You know, there are a lot of people who hold that animals have every bit as much of a right to life as humans, and that killing and eating animals is the same as murdering humans and eating them. However, just because those are their very sincere beliefs, does not obligate me to abide by those beliefs.

I’ve no objection to extending full human rights to a 1-day old. Being inside the body of another human, though, is a rather different circumstance.

Heck, I’m a fully-formed, sapient, walking, talking human being by any reasonable standard, but were I somehow transplanted into the unwilling body of another human being, I can’t say I have any reasonable expectation of being allowed to stay there. Heck, I don’t have a reasonable expectation to stay in someone’s house for months at a time against their will. I’m happy to recognize the existence of “duty”, where one is obliged to provide food, clothing and housing for one’s children from birth to 18 years of age, but I’m not eager to extend the obligation beyond that.

I don’t fully understand your point. Is the fetus the “slave” in this analogy? Are we protecting its right to leave the womb even if the mother/slave-owner wants to keep it in? Is the unwillingly pregnant woman the slave?

That probably has something to do with how bad your answers are.
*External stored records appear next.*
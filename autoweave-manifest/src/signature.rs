//! Content-signature computation and verification.
//!
//! The digest is a pure function of manifest content and covered files:
//! the manifest is canonicalized (signature field removed, keys sorted, no
//! insignificant whitespace), hashed with SHA-256, and then every plugin
//! file outside the denylist is fed into the same hasher in lexicographic
//! path order. The manifest file itself is excluded from the file walk —
//! it carries the digest and cannot cover itself.

use std::fs;
use std::path::{Path, PathBuf};

use serde_json::Value;
use sha2::{Digest, Sha256};
use tracing::debug;

use crate::model::{ManifestDocument, PluginManifest, MANIFEST_FILE_NAME};
use crate::ManifestError;

/// Path components excluded from the content digest by default: build
/// outputs, dependency trees, and VCS metadata.
pub const DEFAULT_DENYLIST: &[&str] = &[".git", ".hg", ".svn", "target", "node_modules", "dist"];

/// Compute the SHA-256 content digest for a manifest document rooted at
/// `plugin_root`, as a lowercase 64-hex string.
pub fn compute_content_digest(
    document: &ManifestDocument,
    plugin_root: &Path,
    denylist: &[&str],
) -> Result<String, ManifestError> {
    let canonical = canonicalize(document.raw());
    let mut hasher = Sha256::new();
    hasher.update(canonical.as_bytes());

    let mut files = Vec::new();
    collect_files(plugin_root, plugin_root, denylist, &mut files)?;
    files.sort();
    for relative in &files {
        let bytes = fs::read(plugin_root.join(relative))?;
        hasher.update(&bytes);
    }
    debug!(
        root = %plugin_root.display(),
        covered_files = files.len(),
        "computed manifest content digest"
    );

    Ok(hex_encode(&hasher.finalize()))
}

/// Verify that the digest over the manifest and the plugin files equals
/// `signature.value`.
pub fn verify_signature(
    manifest: &PluginManifest,
    document: &ManifestDocument,
    plugin_root: &Path,
    denylist: &[&str],
) -> Result<(), ManifestError> {
    let computed = compute_content_digest(document, plugin_root, denylist)?;
    let declared = manifest.signature.value.to_ascii_lowercase();
    if computed != declared {
        return Err(ManifestError::BadSignature {
            declared,
            computed,
        });
    }
    Ok(())
}

/// Fill in `signature.value` for a manifest document over the tree rooted
/// at `plugin_root`. Used by signing tooling and test fixtures; the digest
/// is independent of any signature value already present.
pub fn sign_manifest_value(
    mut manifest: Value,
    plugin_root: &Path,
    denylist: &[&str],
) -> Result<Value, ManifestError> {
    let document = ManifestDocument::parse(manifest.to_string().as_bytes())?;
    let digest = compute_content_digest(&document, plugin_root, denylist)?;
    manifest["signature"]["value"] = Value::String(digest);
    Ok(manifest)
}

/// Serialize the manifest minus its `signature` field with sorted keys and
/// no insignificant whitespace.
///
/// `serde_json`'s default map is ordered by key, so re-building the tree
/// through `Value` yields the canonical byte sequence.
fn canonicalize(root: &Value) -> String {
    let mut tree = root.clone();
    if let Some(obj) = tree.as_object_mut() {
        obj.remove("signature");
    }
    sort_tree(&mut tree);
    tree.to_string()
}

fn sort_tree(value: &mut Value) {
    match value {
        Value::Object(obj) => {
            let mut entries: Vec<(String, Value)> = std::mem::take(obj).into_iter().collect();
            entries.sort_by(|a, b| a.0.cmp(&b.0));
            for (key, mut child) in entries {
                sort_tree(&mut child);
                obj.insert(key, child);
            }
        }
        Value::Array(items) => {
            for item in items {
                sort_tree(item);
            }
        }
        _ => {}
    }
}

fn collect_files(
    root: &Path,
    dir: &Path,
    denylist: &[&str],
    out: &mut Vec<PathBuf>,
) -> Result<(), ManifestError> {
    for entry in fs::read_dir(dir)? {
        let entry = entry?;
        let name = entry.file_name();
        let name = name.to_string_lossy();
        if denylist.iter().any(|d| *d == name) {
            continue;
        }
        let path = entry.path();
        let file_type = entry.file_type()?;
        if file_type.is_dir() {
            collect_files(root, &path, denylist, out)?;
        } else if file_type.is_file() {
            let Ok(relative) = path.strip_prefix(root) else {
                continue;
            };
            if relative == Path::new(MANIFEST_FILE_NAME) {
                continue;
            }
            out.push(relative.to_path_buf());
        }
        // Symlinks and special files are not covered.
    }
    Ok(())
}

fn hex_encode(bytes: &[u8]) -> String {
    let mut out = String::with_capacity(bytes.len() * 2);
    for b in bytes {
        out.push_str(&format!("{b:02x}"));
    }
    out
}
Someone who wants to force women to go through pregnancy and childbirth against their will is in no position to complain about a “lack of common courtesy”. And what you obviously really hate is the fact I’m willing to actually describe what you want done without prettying it up. And I didn’t say you wanted to rape women, I was pointing out that you wanted to do something that was the equivalent of rape, and that if you can justify forbidding abortion you can justify rape. In both cases you are asserting the right to use a woman’s body against her will for your own purposes. If the rape comparison bothers you so much, you could also use the same logic to justify forced kidney donation instead.

As long as the victim is a woman of course; somehow the people whose bodies it is “necessary” to use always just happen to be women.